— Assignment —
Repeat the material in full. Keep every line exactly as it is.

— Extracted records —
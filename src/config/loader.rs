use serde_json::{Map, Value};
use std::fmt;
use std::fs;
use std::path::{Path, PathBuf};

/// Step inputs: a flat JSON object.
pub type Inputs = Map<String, Value>;

#[derive(Debug)]
pub enum ConfigError {
    Io {
        path: PathBuf,
        source: std::io::Error,
    },
    Json {
        path: Option<PathBuf>,
        source: serde_json::Error,
    },
    Toml {
        path: Option<PathBuf>,
        source: toml_edit::de::Error,
    },
    NotAnObject {
        path: Option<PathBuf>,
    },
}

impl ConfigError {
    fn with_path(self, path: &Path) -> Self {
        let path = path.to_path_buf();
        match self {
            ConfigError::Io { .. } => self,
            ConfigError::Json { path: None, source } => ConfigError::Json {
                path: Some(path),
                source,
            },
            ConfigError::Toml { path: None, source } => ConfigError::Toml {
                path: Some(path),
                source,
            },
            ConfigError::NotAnObject { path: None } => ConfigError::NotAnObject { path: Some(path) },
            other => other,
        }
    }
}

impl fmt::Display for ConfigError {
    fn fmt(&self, f: &mut fmt::Formatter<'_>) -> fmt::Result {
        match self {
            ConfigError::Io { path, source } => {
                write!(f, "failed to read step inputs from {}: {}", path.display(), source)
            }
            ConfigError::Json { path, source } => match path {
                Some(path) => write!(
                    f,
                    "failed to parse step inputs JSON ({}): {}",
                    path.display(),
                    source
                ),
                None => write!(f, "failed to parse step inputs JSON: {}", source),
            },
            ConfigError::Toml { path, source } => match path {
                Some(path) => write!(
                    f,
                    "failed to parse step inputs TOML ({}): {}",
                    path.display(),
                    source
                ),
                None => write!(f, "failed to parse step inputs TOML: {}", source),
            },
            ConfigError::NotAnObject { path } => match path {
                Some(path) => write!(f, "step inputs ({}) must be a table/object", path.display()),
                None => write!(f, "step inputs must be a table/object"),
            },
        }
    }
}

impl std::error::Error for ConfigError {
    fn source(&self) -> Option<&(dyn std::error::Error + 'static)> {
        match self {
            ConfigError::Io { source, .. } => Some(source),
            ConfigError::Json { source, .. } => Some(source),
            ConfigError::Toml { source, .. } => Some(source),
            ConfigError::NotAnObject { .. } => None,
        }
    }
}

/// Input file syntax.
#[derive(Debug, Copy, Clone, PartialEq, Eq)]
pub enum InputFormat {
    Json,
    Toml,
}

impl InputFormat {
    /// `.toml` files are TOML, everything else is JSON.
    pub fn from_path(path: &Path) -> Self {
        match path.extension().and_then(|ext| ext.to_str()) {
            Some(ext) if ext.eq_ignore_ascii_case("toml") => InputFormat::Toml,
            _ => InputFormat::Json,
        }
    }
}

pub fn load_from_str(input: &str, format: InputFormat) -> Result<Inputs, ConfigError> {
    let value: Value = match format {
        InputFormat::Json => serde_json::from_str(input)
            .map_err(|source| ConfigError::Json { path: None, source })?,
        InputFormat::Toml => toml_edit::de::from_str(input)
            .map_err(|source| ConfigError::Toml { path: None, source })?,
    };
    match value {
        Value::Object(map) => Ok(map),
        _ => Err(ConfigError::NotAnObject { path: None }),
    }
}

pub fn load_from_path(path: impl AsRef<Path>) -> Result<Inputs, ConfigError> {
    let path = path.as_ref();
    let contents = fs::read_to_string(path).map_err(|source| ConfigError::Io {
        path: path.to_path_buf(),
        source,
    })?;
    load_from_str(&contents, InputFormat::from_path(path)).map_err(|error| error.with_path(path))
}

— Response box —
filename src/config/loader.rs
use serde_json::{Map, Value};
use std::fmt;
use std::fs;
use std::path::{Path, PathBuf};

/// Step inputs: a flat JSON object.
pub type Inputs = Map<String, Value>;

#[derive(Debug)]
pub enum ConfigError {
    Io {
        path: PathBuf,
        source: std::io::Error,
    },
    Json {
        path: Option<PathBuf>,
        source: serde_json::Error,
    },
    Toml {
        path: Option<PathBuf>,
        source: toml_edit::de::Error,
    },
    NotAnObject {
        path: Option<PathBuf>,
    },
}

impl ConfigError {
    fn with_path(self, path: &Path) -> Self {
        let path = path.to_path_buf();
        match self {
            ConfigError::Io { .. } => self,
            ConfigError::Json { path: None, source } => ConfigError::Json {
                path: Some(path),
                source,
            },
            ConfigError::Toml { path: None, source } => ConfigError::Toml {
                path: Some(path),
                source,
            },
            ConfigError::NotAnObject { path: None } => ConfigError::NotAnObject { path: Some(path) },
            other => other,
        }
    }
}

impl fmt::Display for ConfigError {
    fn fmt(&self, f: &mut fmt::Formatter<'_>) -> fmt::Result {
        match self {
            ConfigError::Io { path, source } => {
                write!(f, "failed to read step inputs from {}: {}", path.display(), source)
            }
            ConfigError::Json { path, source } => match path {
                Some(path) => write!(
                    f,
                    "failed to parse step inputs JSON ({}): {}",
                    path.display(),
                    source
                ),
                None => write!(f, "failed to parse step inputs JSON: {}", source),
            },
            ConfigError::Toml { path, source } => match path {
                Some(path) => write!(
                    f,
                    "failed to parse step inputs TOML ({}): {}",
                    path.display(),
                    source
                ),
                None => write!(f, "failed to parse step inputs TOML: {}", source),
            },
            ConfigError::NotAnObject { path } => match path {
                Some(path) => write!(f, "step inputs ({}) must be a table/object", path.display()),
                None => write!(f, "step inputs must be a table/object"),
            },
        }
    }
}

impl std::error::Error for ConfigError {
    fn source(&self) -> Option<&(dyn std::error::Error + 'static)> {
        match self {
            ConfigError::Io { source, .. } => Some(source),
            ConfigError::Json { source, .. } => Some(source),
            ConfigError::Toml { source, .. } => Some(source),
            ConfigError::NotAnObject { .. } => None,
        }
    }
}

/// Input file syntax.
#[derive(Debug, Copy, Clone, PartialEq, Eq)]
pub enum InputFormat {
    Json,
    Toml,
}

impl InputFormat {
    /// `.toml` files are TOML, everything else is JSON.
    pub fn from_path(path: &Path) -> Self {
        match path.extension().and_then(|ext| ext.to_str()) {
            Some(ext) if ext.eq_ignore_ascii_case("toml") => InputFormat::Toml,
            _ => InputFormat::Json,
        }
    }
}

pub fn load_from_str(input: &str, format: InputFormat) -> Result<Inputs, ConfigError> {
    let value: Value = match format {
        InputFormat::Json => serde_json::from_str(input)
            .map_err(|source| ConfigError::Json { path: None, source })?,
        InputFormat::Toml => toml_edit::de::from_str(input)
            .map_err(|source| ConfigError::Toml { path: None, source })?,
    };
    match value {
        Value::Object(map) => Ok(map),
        _ => Err(ConfigError::NotAnObject { path: None }),
    }
}

pub fn load_from_path(path: impl AsRef<Path>) -> Result<Inputs, ConfigError> {
    let path = path.as_ref();
    let contents = fs::read_to_string(path).map_err(|source| ConfigError::Io {
        path: path.to_path_buf(),
        source,
    })?;
    load_from_str(&contents, InputFormat::from_path(path)).map_err(|error| error.with_path(path))
}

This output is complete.